Not sure if you figured it out on your own but I thought maybe someone else 
might have the same question. The short answer is that the delegate Mikola 
Lysenko was attempting to define evaluates the first time it is called to the 
first number in a sequence, S(1), and thereafter the Nth evaluation yields S(N).

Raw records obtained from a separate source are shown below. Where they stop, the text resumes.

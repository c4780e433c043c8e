//! Event handling and cross-controller coordination.
//!
//! Every input reaches the library as an [`Event`]. [`handle_event`] routes it
//! to the pager, the carousel or both, and returns the actions the host must
//! apply. This is the only place the controllers meet:
//!
//! - a pager arrival fires the matching reveal one-shot
//! - touch input is offered to both the pager (vertical swipe) and the
//!   carousel (horizontal drag); their thresholds keep them apart
//!
//! # Event Types
//!
//! - **Lifecycle**: `Loaded`, `Resize`
//! - **Pager**: `Wheel`, `NavClick`
//! - **Touch**: `TouchStart`, `TouchMove`, `TouchEnd`
//! - **Carousel**: `HoverEnter`, `HoverLeave`, `ArrowClick`, `OverlayLinkClick`
//! - **Host callbacks**: `AutoplayTick`, `AnimationComplete`
//!
//! # Example
//!
//! ```rust
//! use showreel::app::{handle_event, AppState, Event};
//! use showreel::app::gesture::GestureThresholds;
//! use showreel::domain::SiteConfig;
//! use showreel::ui::MotionProfile;
//!
//! let mut state = AppState::new(SiteConfig::default(), &MotionProfile::default(), GestureThresholds::default());
//! let actions = handle_event(&mut state, &Event::Loaded { width: 1280.0, height: 800.0 })?;
//! assert!(!actions.is_empty());
//! # Ok::<(), showreel::ShowreelError>(())
//! ```

use crate::app::actions::{Action, Channel, Ticket, TimerId};
use crate::app::gesture::TouchPoint;
use crate::app::modes::Direction;
use crate::app::reveal::RevealKind;
use crate::app::AppState;
use crate::domain::error::Result;
use serde::{Deserialize, Serialize};

const fn one_touch() -> u32 {
    1
}

/// Inputs delivered by the host.
#[derive(Debug, Clone, PartialEq, Serialize, Deserialize)]
#[serde(tag = "type", rename_all = "snake_case")]
pub enum Event {
    /// The page finished loading with the given viewport size.
    Loaded { width: f64, height: f64 },

    /// Wheel scroll; positive `delta_y` scrolls down.
    Wheel { delta_y: f64 },

    /// A nav button with index `index` was clicked.
    NavClick { index: usize },

    /// A finger touched the screen.
    TouchStart {
        x: f64,
        y: f64,
        time_ms: f64,
        /// Number of fingers now on the screen.
        #[serde(default = "one_touch")]
        touches: u32,
        /// Whether the touch began on the carousel.
        #[serde(default)]
        on_carousel: bool,
    },

    /// A finger moved.
    TouchMove {
        x: f64,
        y: f64,
        time_ms: f64,
        #[serde(default = "one_touch")]
        touches: u32,
    },

    /// A finger left the screen at the given position.
    TouchEnd { x: f64, y: f64, time_ms: f64 },

    /// The viewport was resized.
    Resize { width: f64, height: f64 },

    /// The pointer entered a carousel panel.
    HoverEnter,

    /// The pointer left a carousel panel.
    HoverLeave,

    /// A carousel arrow was clicked.
    ArrowClick { direction: Direction },

    /// An anchor inside the current overlay was clicked.
    OverlayLinkClick,

    /// A scheduled autoplay timer fired.
    AutoplayTick { timer: TimerId },

    /// A tween carrying `ticket` finished and its final values are applied.
    AnimationComplete { ticket: Ticket },
}

impl Event {
    /// Short name for logging.
    #[must_use]
    pub const fn kind(&self) -> &'static str {
        match self {
            Self::Loaded { .. } => "loaded",
            Self::Wheel { .. } => "wheel",
            Self::NavClick { .. } => "nav_click",
            Self::TouchStart { .. } => "touch_start",
            Self::TouchMove { .. } => "touch_move",
            Self::TouchEnd { .. } => "touch_end",
            Self::Resize { .. } => "resize",
            Self::HoverEnter => "hover_enter",
            Self::HoverLeave => "hover_leave",
            Self::ArrowClick { .. } => "arrow_click",
            Self::OverlayLinkClick => "overlay_link_click",
            Self::AutoplayTick { .. } => "autoplay_tick",
            Self::AnimationComplete { .. } => "animation_complete",
        }
    }
}

/// Processes an event, mutates state, and returns the actions to apply in order.
///
/// Input that cannot be acted on (out-of-range navigation, input during a
/// transition, multi-touch, gestures off the home section, stale callbacks)
/// yields an empty action list rather than an error.
///
/// # Errors
///
/// Currently never fails; the `Result` lets hosts treat every call uniformly.
pub fn handle_event(state: &mut AppState, event: &Event) -> Result<Vec<Action>> {
    let _span = tracing::debug_span!("handle_event", event_type = event.kind()).entered();

    let actions = match *event {
        Event::Loaded { width, height } => {
            state.set_viewport(width, height);
            state.bootstrap()
        }
        Event::Wheel { delta_y } => state.pager.on_wheel(delta_y),
        Event::NavClick { index } => state.pager.go_to(index),
        Event::TouchStart {
            x,
            y,
            time_ms,
            touches,
            on_carousel,
        } => {
            let point = TouchPoint { x, y, time_ms };
            if touches == 1 {
                state.pager.on_touch_start(point);
            } else {
                tracing::trace!(touches, "multi-touch, page swipe abandoned");
                state.pager.cancel_touch();
            }

            if on_carousel || touches != 1 {
                state.carousel.on_touch_start(point, touches)
            } else {
                vec![]
            }
        }
        Event::TouchMove { x, y, time_ms, touches } => {
            if touches != 1 {
                state.pager.cancel_touch();
            }
            state.carousel.on_touch_move(TouchPoint { x, y, time_ms }, touches)
        }
        Event::TouchEnd { x, y, time_ms } => {
            let point = TouchPoint { x, y, time_ms };
            let mut actions = state.pager.on_touch_end(point);
            actions.extend(state.carousel.on_touch_end(point));
            actions
        }
        Event::Resize { width, height } => {
            state.set_viewport(width, height);
            state.pager.on_resize(height)
        }
        Event::HoverEnter => state.carousel.on_hover(true),
        Event::HoverLeave => state.carousel.on_hover(false),
        Event::ArrowClick { direction } => state.carousel.on_arrow(direction),
        Event::OverlayLinkClick => state.carousel.guard_link_click(),
        Event::AutoplayTick { timer } => state.carousel.on_tick(timer),
        Event::AnimationComplete { ticket } => complete(state, ticket),
    };

    tracing::debug!(action_count = actions.len(), "event handled");
    Ok(actions)
}

/// Routes a completion to the controller that issued the ticket.
fn complete(state: &mut AppState, ticket: Ticket) -> Vec<Action> {
    match ticket.channel {
        Channel::Pager => {
            let Some((arrival, mut actions)) = state.pager.complete(ticket) else {
                return vec![];
            };
            if let Some(kind) = arrival.tag.as_ref().and_then(RevealKind::for_tag) {
                actions.extend(state.reveals.fire(kind));
            }
            actions
        }
        Channel::Carousel => state.carousel.complete(ticket).unwrap_or_default(),
    }
}
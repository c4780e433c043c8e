//! Overlay content derived from a project's optional fields.

use crate::domain::project::present;
use crate::domain::Project;
use crate::ui::viewmodel::{IconLink, LinkService, OverlayLine, OverlayView};

/// Builds the overlay for `project`.
///
/// Lines appear in a fixed order (type, director, DOP, sound), followed by
/// icon links (Vimeo, YouTube, IMDb). Absent or blank fields contribute
/// nothing. The overlay is hidden when no line and no link remains.
///
/// # Example
///
/// ```rust
/// use showreel::domain::Project;
/// use showreel::ui::overlay::build_overlay;
///
/// let mut project = Project::new("Night Swim", "night-swim.jpg");
/// assert!(build_overlay(&project).hidden);
///
/// project.director = Some("A. Maren".to_string());
/// let overlay = build_overlay(&project);
/// assert_eq!(overlay.lines[0].value, "A. Maren");
/// assert!(!overlay.hidden);
/// ```
#[must_use]
pub fn build_overlay(project: &Project) -> OverlayView {
    let mut lines = Vec::new();

    if let Some(kind) = present(&project.kind) {
        lines.push(OverlayLine {
            label: None,
            value: kind.to_string(),
        });
    }

    let credits = [
        ("Director", &project.director),
        ("DOP", &project.dop),
        ("Sound", &project.sound),
    ];
    lines.extend(credits.into_iter().filter_map(|(label, field)| {
        present(field).map(|value| OverlayLine {
            label: Some(label.to_string()),
            value: value.to_string(),
        })
    }));

    let links: Vec<IconLink> = [
        (LinkService::Vimeo, &project.links.vimeo),
        (LinkService::Youtube, &project.links.youtube),
        (LinkService::Imdb, &project.links.imdb),
    ]
    .into_iter()
    .filter_map(|(service, href)| {
        present(href).map(|href| IconLink {
            service,
            href: href.to_string(),
        })
    })
    .collect();

    let hidden = lines.is_empty() && links.is_empty();
    OverlayView { lines, links, hidden }
}
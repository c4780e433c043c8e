//! Overlay markup renderer.
//!
//! Hosts that inject markup rather than building nodes can turn an
//! [`OverlayView`] into the HTML fragment placed inside the overlay's content
//! element. Every interpolated value is escaped.
//!
//! # Example
//!
//! ```rust
//! use showreel::domain::Project;
//! use showreel::ui::{build_overlay, render_overlay_html};
//!
//! let mut project = Project::new("Salt", "salt.jpg");
//! project.sound = Some("Ö & Co".to_string());
//! let html = render_overlay_html(&build_overlay(&project));
//! assert_eq!(html, "<p><strong>Sound:</strong> Ö &amp; Co</p>");
//! ```

use crate::ui::viewmodel::OverlayView;
use std::fmt::Write as _;

/// Renders the overlay content; empty for a hidden overlay.
#[must_use]
pub fn render_overlay_html(overlay: &OverlayView) -> String {
    if overlay.hidden {
        return String::new();
    }

    let mut html = String::new();

    for line in &overlay.lines {
        match &line.label {
            Some(label) => {
                let _ = write!(html, "<p><strong>{}:</strong> {}</p>", escape(label), escape(&line.value));
            }
            None => {
                let _ = write!(html, "<p><strong>{}</strong></p>", escape(&line.value));
            }
        }
    }

    if !overlay.links.is_empty() {
        html.push_str("<div class=\"overlay-icons\">");
        for link in &overlay.links {
            let _ = write!(
                html,
                "<a href=\"{}\" target=\"_blank\" rel=\"noopener\" class=\"icon-link {}\"><i class=\"{}\"></i></a>",
                escape(&link.href),
                link.service.link_class(),
                link.service.icon_class(),
            );
        }
        html.push_str("</div>");
    }

    html
}

/// Escapes text for use in element content and double-quoted attributes.
fn escape(text: &str) -> String {
    let mut out = String::with_capacity(text.len());
    for c in text.chars() {
        match c {
            '&' => out.push_str("&amp;"),
            '<' => out.push_str("&lt;"),
            '>' => out.push_str("&gt;"),
            '"' => out.push_str("&quot;"),
            '\'' => out.push_str("&#39;"),
            _ => out.push(c),
        }
    }
    out
}
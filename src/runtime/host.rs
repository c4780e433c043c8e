//! Deterministic host with a virtual clock.
//!
//! `HeadlessHost` plays the browser's part: it applies actions to a
//! [`Scene`], runs tweens to completion after their delay and duration, fires
//! autoplay timers, and posts the resulting `AnimationComplete` and
//! `AutoplayTick` events back through [`handle_event`]. Time only moves when
//! [`advance`](HeadlessHost::advance) or [`settle`](HeadlessHost::settle) is
//! called, so scenarios are reproducible.

use crate::app::actions::{Action, Target, TimerId, Tween};
use crate::app::{handle_event, AppState, Event};
use crate::domain::error::Result;
use crate::runtime::scene::{reveal_name, Scene};
use std::cmp::Reverse;
use std::collections::{BinaryHeap, HashMap};

/// Work due at a point on the virtual clock.
#[derive(Debug)]
enum Job {
    /// Apply a tween's final values, then report its ticket.
    Finish(Tween),
    /// Fire an autoplay timer.
    Tick(TimerId),
}

/// Headless implementation of the host boundary.
#[derive(Debug)]
pub struct HeadlessHost {
    state: AppState,
    now_ms: u64,
    /// `(due_ms, seq)` keys in due order; `seq` breaks ties by scheduling order.
    queue: BinaryHeap<Reverse<(u64, u64)>>,
    jobs: HashMap<u64, Job>,
    next_seq: u64,
    timers: HashMap<TimerId, u32>,
    scene: Scene,
}

impl HeadlessHost {
    #[must_use]
    pub fn new(state: AppState) -> Self {
        Self {
            state,
            now_ms: 0,
            queue: BinaryHeap::new(),
            jobs: HashMap::new(),
            next_seq: 0,
            timers: HashMap::new(),
            scene: Scene::default(),
        }
    }

    #[must_use]
    pub const fn state(&self) -> &AppState {
        &self.state
    }

    #[must_use]
    pub const fn scene(&self) -> &Scene {
        &self.scene
    }

    #[must_use]
    pub const fn now_ms(&self) -> u64 {
        self.now_ms
    }

    /// Number of autoplay timers currently scheduled.
    #[must_use]
    pub fn active_timers(&self) -> usize {
        self.timers.len()
    }

    /// Whether any tween is still running.
    #[must_use]
    pub fn has_running_tweens(&self) -> bool {
        self.jobs.values().any(|job| matches!(job, Job::Finish(_)))
    }

    /// Delivers `event` and applies the resulting actions.
    ///
    /// # Errors
    ///
    /// Propagates errors from [`handle_event`].
    pub fn dispatch(&mut self, event: &Event) -> Result<()> {
        let actions = handle_event(&mut self.state, event)?;
        for action in actions {
            self.apply(action);
        }
        Ok(())
    }

    fn schedule(&mut self, due_ms: u64, job: Job) {
        let seq = self.next_seq;
        self.next_seq += 1;
        self.queue.push(Reverse((due_ms, seq)));
        self.jobs.insert(seq, job);
    }

    fn apply(&mut self, action: Action) {
        match action {
            Action::Animate(tween) => {
                if let Target::RevealElement { reveal, .. } = &tween.target {
                    *self.scene.reveal_tweens.entry(reveal_name(*reveal).to_string()).or_default() += 1;
                }
                let due = self.now_ms + u64::from(tween.delay_ms) + u64::from(tween.duration_ms);
                self.schedule(due, Job::Finish(tween));
            }
            Action::SetStyle { target, props } => self.scene.apply(&target, &props),
            Action::HighlightNav { active, count } => {
                self.scene.nav = (0..count).map(|i| i == active).collect();
            }
            Action::RenderCarousel(view) => self.scene.carousel = Some(view),
            Action::Prefetch { image_src } => self.scene.prefetched.push(image_src),
            Action::ApplyImageHints(hints) => self.scene.image_hints = Some(hints),
            Action::ScheduleAutoplay { timer, interval_ms } => {
                self.timers.insert(timer, interval_ms);
                self.scene.max_concurrent_timers = self.scene.max_concurrent_timers.max(self.timers.len());
                self.schedule(self.now_ms + u64::from(interval_ms), Job::Tick(timer));
            }
            Action::CancelAutoplay { timer } => {
                self.timers.remove(&timer);
            }
            Action::SuppressClick => self.scene.suppressed_clicks += 1,
        }
    }

    fn run(&mut self, job: Job) -> Result<()> {
        match job {
            Job::Finish(tween) => {
                self.scene.apply(&tween.target, &tween.to);
                if let Some(ticket) = tween.ticket {
                    self.dispatch(&Event::AnimationComplete { ticket })?;
                }
            }
            Job::Tick(timer) => {
                // cleared timers are dropped here; a rescheduled id never reuses an old one
                if let Some(&interval) = self.timers.get(&timer) {
                    self.schedule(self.now_ms + u64::from(interval), Job::Tick(timer));
                    self.dispatch(&Event::AutoplayTick { timer })?;
                }
            }
        }
        Ok(())
    }

    /// Moves the clock forward by `ms`, running everything that falls due.
    ///
    /// # Errors
    ///
    /// Propagates errors from [`handle_event`].
    pub fn advance(&mut self, ms: u64) -> Result<()> {
        self.advance_to(self.now_ms.saturating_add(ms))
    }

    fn advance_to(&mut self, until_ms: u64) -> Result<()> {
        while let Some(&Reverse((due, seq))) = self.queue.peek() {
            if due > until_ms {
                break;
            }
            self.queue.pop();
            self.now_ms = self.now_ms.max(due);
            if let Some(job) = self.jobs.remove(&seq) {
                self.run(job)?;
            }
        }
        self.now_ms = self.now_ms.max(until_ms);
        Ok(())
    }

    /// Runs the clock until no tween is running. Timers that fall due on the
    /// way fire normally.
    ///
    /// # Errors
    ///
    /// Propagates errors from [`handle_event`].
    pub fn settle(&mut self) -> Result<()> {
        while let Some(due) = self.next_finish_due() {
            self.advance_to(due)?;
        }
        Ok(())
    }

    fn next_finish_due(&self) -> Option<u64> {
        self.queue
            .iter()
            .filter(|Reverse((_, seq))| matches!(self.jobs.get(seq), Some(Job::Finish(_))))
            .map(|Reverse((due, _))| *due)
            .min()
    }
}
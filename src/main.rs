//! `showreel` command-line entry point.
//!
//! Thin wrapper over the library for working without a browser:
//!
//! - `showreel replay --site site.toml --script script.json` runs a replay
//!   script against the headless host and prints the final scene as JSON
//! - `showreel overlay --site site.toml` prints each project's overlay markup
//!
//! Both accept `--config <file>` for a TOML [`Config`]. Diagnostics go to
//! stderr, filtered by `RUST_LOG` or the config's `trace_level`.

#![allow(clippy::multiple_crate_versions)]

use clap::{Parser, Subcommand};
use serde::Serialize;
use showreel::observability::init_tracing;
use showreel::runtime::Scene;
use showreel::ui::{build_overlay, render_overlay_html};
use showreel::{initialize, Config, HeadlessHost, ReplayScript, Result, ShowreelError, SiteConfig};
use std::path::PathBuf;

#[derive(Parser, Debug)]
#[command(name = "showreel", version, about = "Portfolio pager and carousel, headless")]
struct Cli {
    /// TOML configuration file.
    #[arg(long, global = true)]
    config: Option<PathBuf>,
    #[command(subcommand)]
    command: Command,
}

#[derive(Subcommand, Debug)]
enum Command {
    /// Replay a scripted event sequence and print the resulting scene.
    Replay {
        /// Site description (TOML, or JSON with a `.json` extension).
        #[arg(long)]
        site: PathBuf,
        /// Replay script (JSON).
        #[arg(long)]
        script: PathBuf,
    },
    /// Print the overlay markup of every project.
    Overlay {
        #[arg(long)]
        site: PathBuf,
    },
}

#[derive(Serialize)]
struct ReplayReport<'a> {
    now_ms: u64,
    section: usize,
    project: usize,
    scene: &'a Scene,
}

fn main() -> Result<()> {
    let cli = Cli::parse();
    let config = cli.config.as_ref().map(Config::from_file).transpose()?.unwrap_or_default();
    init_tracing(&config);

    match cli.command {
        Command::Replay { site, script } => {
            let site = SiteConfig::from_file(&site)?;
            let script = ReplayScript::from_file(&script)?;

            let mut host = HeadlessHost::new(initialize(&config, site));
            script.run(&mut host)?;

            let report = ReplayReport {
                now_ms: host.now_ms(),
                section: host.state().pager.current_index(),
                project: host.state().carousel.index(),
                scene: host.scene(),
            };
            let json = serde_json::to_string_pretty(&report).map_err(|e| ShowreelError::Replay(e.to_string()))?;
            println!("{json}");
        }
        Command::Overlay { site } => {
            let site = SiteConfig::from_file(&site)?;
            for project in &site.projects {
                println!("<!-- {} -->", project.title);
                println!("{}", render_overlay_html(&build_overlay(project)));
            }
        }
    }

    Ok(())
}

The delegate you defined starts with two arbitrary params -- which can but 
needn't be the start of the sequence. This implementation requires somebody 
using your function to know what magic numbers start the whole thing off and 
requires you to test for strange values.

The entire challenge is really that there is no reason to pass arguments to 
Mikola Lysenko's function because it should know where it starts, how to 
progress from any N to N+1 and finally remember the last N for which it was 
evaluated.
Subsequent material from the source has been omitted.